## Exercise:
Make an exact reproduction of all the data.
Start of Data records
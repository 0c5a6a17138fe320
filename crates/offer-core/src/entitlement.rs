//! Premium entitlement check.

use offer_provider::PurchaseProviderService;

/// Whether the current customer has at least one active entitlement.
///
/// Returns false when purchases are unavailable, when the provider cannot
/// identify a customer, and when the lookup fails. Failures are logged, never
/// returned.
pub async fn has_active_subscription(provider: &PurchaseProviderService) -> bool {
	if !provider.can_make_purchases() {
		return false;
	}

	match provider.get_customer_info().await {
		Ok(Some(info)) => info.is_premium(),
		Ok(None) => false,
		Err(e) => {
			tracing::warn!(error = %e, "Failed to check subscription status");
			false
		},
	}
}

#[cfg(test)]
mod tests {
	use super::*;
	use offer_provider::implementations::fixed::{StaticProvider, StaticProviderConfig};

	fn service(config: StaticProviderConfig) -> PurchaseProviderService {
		PurchaseProviderService::new(Box::new(StaticProvider::new(config)))
	}

	#[tokio::test]
	async fn test_active_entitlement() {
		let provider = service(StaticProviderConfig {
			entitlements: vec!["premium".to_string()],
			..Default::default()
		});
		assert!(has_active_subscription(&provider).await);
	}

	#[tokio::test]
	async fn test_no_entitlements() {
		let provider = service(StaticProviderConfig::default());
		assert!(!has_active_subscription(&provider).await);
	}

	#[tokio::test]
	async fn test_failures_read_as_not_premium() {
		let unavailable = service(StaticProviderConfig {
			available: false,
			entitlements: vec!["premium".to_string()],
			..Default::default()
		});
		assert!(!has_active_subscription(&unavailable).await);

		let failing = service(StaticProviderConfig {
			fail_fetch: Some("timeout".to_string()),
			entitlements: vec!["premium".to_string()],
			..Default::default()
		});
		assert!(!has_active_subscription(&failing).await);
	}
}
//! Application settings persistence
//!
//! Settings are stored as JSON in `~/.config/wavenote/settings.json`.
//! A missing or unreadable file falls back to defaults.

use crate::waveform::MAX_POINTS;
use log::{debug, warn};
use serde::{Deserialize, Serialize};
use std::fs;
use std::path::{Path, PathBuf};
use std::time::Duration;

/// User-tunable settings
#[derive(Debug, Clone, PartialEq, Serialize, Deserialize)]
#[serde(default)]
pub struct Settings {
    /// Where recordings live; the platform data directory when unset
    pub recordings_dir: Option<PathBuf>,
    /// Live waveform resolution
    pub max_points: usize,
    /// Playback progress polling cadence
    pub poll_interval_ms: u64,
    /// Sample rate of raw capture input
    pub sample_rate: u32,
    /// Capture chunk size in bytes
    pub chunk_bytes: usize,
}

impl Default for Settings {
    fn default() -> Self {
        Self {
            recordings_dir: None,
            max_points: MAX_POINTS,
            poll_interval_ms: 100,
            sample_rate: 44100,
            chunk_bytes: 4096,
        }
    }
}

impl Settings {
    /// Default settings file location
    pub fn default_path() -> PathBuf {
        dirs::config_dir()
            .unwrap_or_else(|| PathBuf::from("."))
            .join("wavenote")
            .join("settings.json")
    }

    /// Load settings, falling back to defaults
    pub fn load(path: &Path) -> Self {
        let contents = match fs::read_to_string(path) {
            Ok(contents) => contents,
            Err(e) => {
                debug!("No settings at {:?} ({}), using defaults", path, e);
                return Self::default();
            }
        };

        match serde_json::from_str(&contents) {
            Ok(settings) => settings,
            Err(e) => {
                warn!("Failed to parse settings {:?}: {}", path, e);
                Self::default()
            }
        }
    }

    /// Save settings as pretty JSON
    pub fn save(&self, path: &Path) -> Result<(), String> {
        if let Some(parent) = path.parent() {
            fs::create_dir_all(parent)
                .map_err(|e| format!("Failed to create settings directory: {}", e))?;
        }

        let contents = serde_json::to_string_pretty(self)
            .map_err(|e| format!("Failed to serialize settings: {}", e))?;

        fs::write(path, contents).map_err(|e| format!("Failed to write settings: {}", e))
    }

    /// Recordings directory, resolved against the platform data directory
    pub fn recordings_dir(&self) -> PathBuf {
        self.recordings_dir.clone().unwrap_or_else(|| {
            dirs::data_local_dir()
                .unwrap_or_else(|| PathBuf::from("."))
                .join("wavenote")
                .join("recordings")
        })
    }

    pub fn poll_interval(&self) -> Duration {
        Duration::from_millis(self.poll_interval_ms.max(1))
    }
}

#[cfg(test)]
mod tests {
    use super::*;

    #[test]
    fn test_missing_file_gives_defaults() {
        let dir = tempfile::tempdir().unwrap();
        let settings = Settings::load(&dir.path().join("settings.json"));
        assert_eq!(settings, Settings::default());
        assert_eq!(settings.max_points, 100);
        assert_eq!(settings.poll_interval(), Duration::from_millis(100));
    }

    #[test]
    fn test_save_and_load() {
        let dir = tempfile::tempdir().unwrap();
        let path = dir.path().join("nested").join("settings.json");
        let settings = Settings {
            recordings_dir: Some(dir.path().join("recordings")),
            poll_interval_ms: 50,
            ..Settings::default()
        };

        settings.save(&path).unwrap();
        assert_eq!(Settings::load(&path), settings);
        assert_eq!(settings.recordings_dir(), dir.path().join("recordings"));
    }

    #[test]
    fn test_partial_file_keeps_other_defaults() {
        let dir = tempfile::tempdir().unwrap();
        let path = dir.path().join("settings.json");
        fs::write(&path, r#"{"max_points": 64}"#).unwrap();

        let settings = Settings::load(&path);
        assert_eq!(settings.max_points, 64);
        assert_eq!(settings.sample_rate, 44100);
    }

    #[test]
    fn test_malformed_file_gives_defaults() {
        let dir = tempfile::tempdir().unwrap();
        let path = dir.path().join("settings.json");
        fs::write(&path, "{ not json").unwrap();
        assert_eq!(Settings::load(&path), Settings::default());
    }
}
End of Data records
## Solution to the problem:
repository 0c5a6a17138fe320
filename crates/offer-core/src/entitlement.rs
//! Premium entitlement check.

use offer_provider::PurchaseProviderService;

/// Whether the current customer has at least one active entitlement.
///
/// Returns false when purchases are unavailable, when the provider cannot
/// identify a customer, and when the lookup fails. Failures are logged, never
/// returned.
pub async fn has_active_subscription(provider: &PurchaseProviderService) -> bool {
	if !provider.can_make_purchases() {
		return false;
	}

	match provider.get_customer_info().await {
		Ok(Some(info)) => info.is_premium(),
		Ok(None) => false,
		Err(e) => {
			tracing::warn!(error = %e, "Failed to check subscription status");
			false
		},
	}
}

#[cfg(test)]
mod tests {
	use super::*;
	use offer_provider::implementations::fixed::{StaticProvider, StaticProviderConfig};

	fn service(config: StaticProviderConfig) -> PurchaseProviderService {
		PurchaseProviderService::new(Box::new(StaticProvider::new(config)))
	}

	#[tokio::test]
	async fn test_active_entitlement() {
		let provider = service(StaticProviderConfig {
			entitlements: vec!["premium".to_string()],
			..Default::default()
		});
		assert!(has_active_subscription(&provider).await);
	}

	#[tokio::test]
	async fn test_no_entitlements() {
		let provider = service(StaticProviderConfig::default());
		assert!(!has_active_subscription(&provider).await);
	}

	#[tokio::test]
	async fn test_failures_read_as_not_premium() {
		let unavailable = service(StaticProviderConfig {
			available: false,
			entitlements: vec!["premium".to_string()],
			..Default::default()
		});
		assert!(!has_active_subscription(&unavailable).await);

		let failing = service(StaticProviderConfig {
			fail_fetch: Some("timeout".to_string()),
			entitlements: vec!["premium".to_string()],
			..Default::default()
		});
		assert!(!has_active_subscription(&failing).await);
	}
}
//! Application settings persistence
//!
//! Settings are stored as JSON in `~/.config/wavenote/settings.json`.
//! A missing or unreadable file falls back to defaults.

use crate::waveform::MAX_POINTS;
use log::{debug, warn};
use serde::{Deserialize, Serialize};
use std::fs;
use std::path::{Path, PathBuf};
use std::time::Duration;

/// User-tunable settings
#[derive(Debug, Clone, PartialEq, Serialize, Deserialize)]
#[serde(default)]
pub struct Settings {
    /// Where recordings live; the platform data directory when unset
    pub recordings_dir: Option<PathBuf>,
    /// Live waveform resolution
    pub max_points: usize,
    /// Playback progress polling cadence
    pub poll_interval_ms: u64,
    /// Sample rate of raw capture input
    pub sample_rate: u32,
    /// Capture chunk size in bytes
    pub chunk_bytes: usize,
}

impl Default for Settings {
    fn default() -> Self {
        Self {
            recordings_dir: None,
            max_points: MAX_POINTS,
            poll_interval_ms: 100,
            sample_rate: 44100,
            chunk_bytes: 4096,
        }
    }
}

impl Settings {
    /// Default settings file location
    pub fn default_path() -> PathBuf {
        dirs::config_dir()
            .unwrap_or_else(|| PathBuf::from("."))
            .join("wavenote")
            .join("settings.json")
    }

    /// Load settings, falling back to defaults
    pub fn load(path: &Path) -> Self {
        let contents = match fs::read_to_string(path) {
            Ok(contents) => contents,
            Err(e) => {
                debug!("No settings at {:?} ({}), using defaults", path, e);
                return Self::default();
            }
        };

        match serde_json::from_str(&contents) {
            Ok(settings) => settings,
            Err(e) => {
                warn!("Failed to parse settings {:?}: {}", path, e);
                Self::default()
            }
        }
    }

    /// Save settings as pretty JSON
    pub fn save(&self, path: &Path) -> Result<(), String> {
        if let Some(parent) = path.parent() {
            fs::create_dir_all(parent)
                .map_err(|e| format!("Failed to create settings directory: {}", e))?;
        }

        let contents = serde_json::to_string_pretty(self)
            .map_err(|e| format!("Failed to serialize settings: {}", e))?;

        fs::write(path, contents).map_err(|e| format!("Failed to write settings: {}", e))
    }

    /// Recordings directory, resolved against the platform data directory
    pub fn recordings_dir(&self) -> PathBuf {
        self.recordings_dir.clone().unwrap_or_else(|| {
            dirs::data_local_dir()
                .unwrap_or_else(|| PathBuf::from("."))
                .join("wavenote")
                .join("recordings")
        })
    }

    pub fn poll_interval(&self) -> Duration {
        Duration::from_millis(self.poll_interval_ms.max(1))
    }
}

#[cfg(test)]
mod tests {
    use super::*;

    #[test]
    fn test_missing_file_gives_defaults() {
        let dir = tempfile::tempdir().unwrap();
        let settings = Settings::load(&dir.path().join("settings.json"));
        assert_eq!(settings, Settings::default());
        assert_eq!(settings.max_points, 100);
        assert_eq!(settings.poll_interval(), Duration::from_millis(100));
    }

    #[test]
    fn test_save_and_load() {
        let dir = tempfile::tempdir().unwrap();
        let path = dir.path().join("nested").join("settings.json");
        let settings = Settings {
            recordings_dir: Some(dir.path().join("recordings")),
            poll_interval_ms: 50,
            ..Settings::default()
        };

        settings.save(&path).unwrap();
        assert_eq!(Settings::load(&path), settings);
        assert_eq!(settings.recordings_dir(), dir.path().join("recordings"));
    }

    #[test]
    fn test_partial_file_keeps_other_defaults() {
        let dir = tempfile::tempdir().unwrap();
        let path = dir.path().join("settings.json");
        fs::write(&path, r#"{"max_points": 64}"#).unwrap();

        let settings = Settings::load(&path);
        assert_eq!(settings.max_points, 64);
        assert_eq!(settings.sample_rate, 44100);
    }

    #[test]
    fn test_malformed_file_gives_defaults() {
        let dir = tempfile::tempdir().unwrap();
        let path = dir.path().join("settings.json");
        fs::write(&path, "{ not json").unwrap();
        assert_eq!(Settings::load(&path), Settings::default());
    }
}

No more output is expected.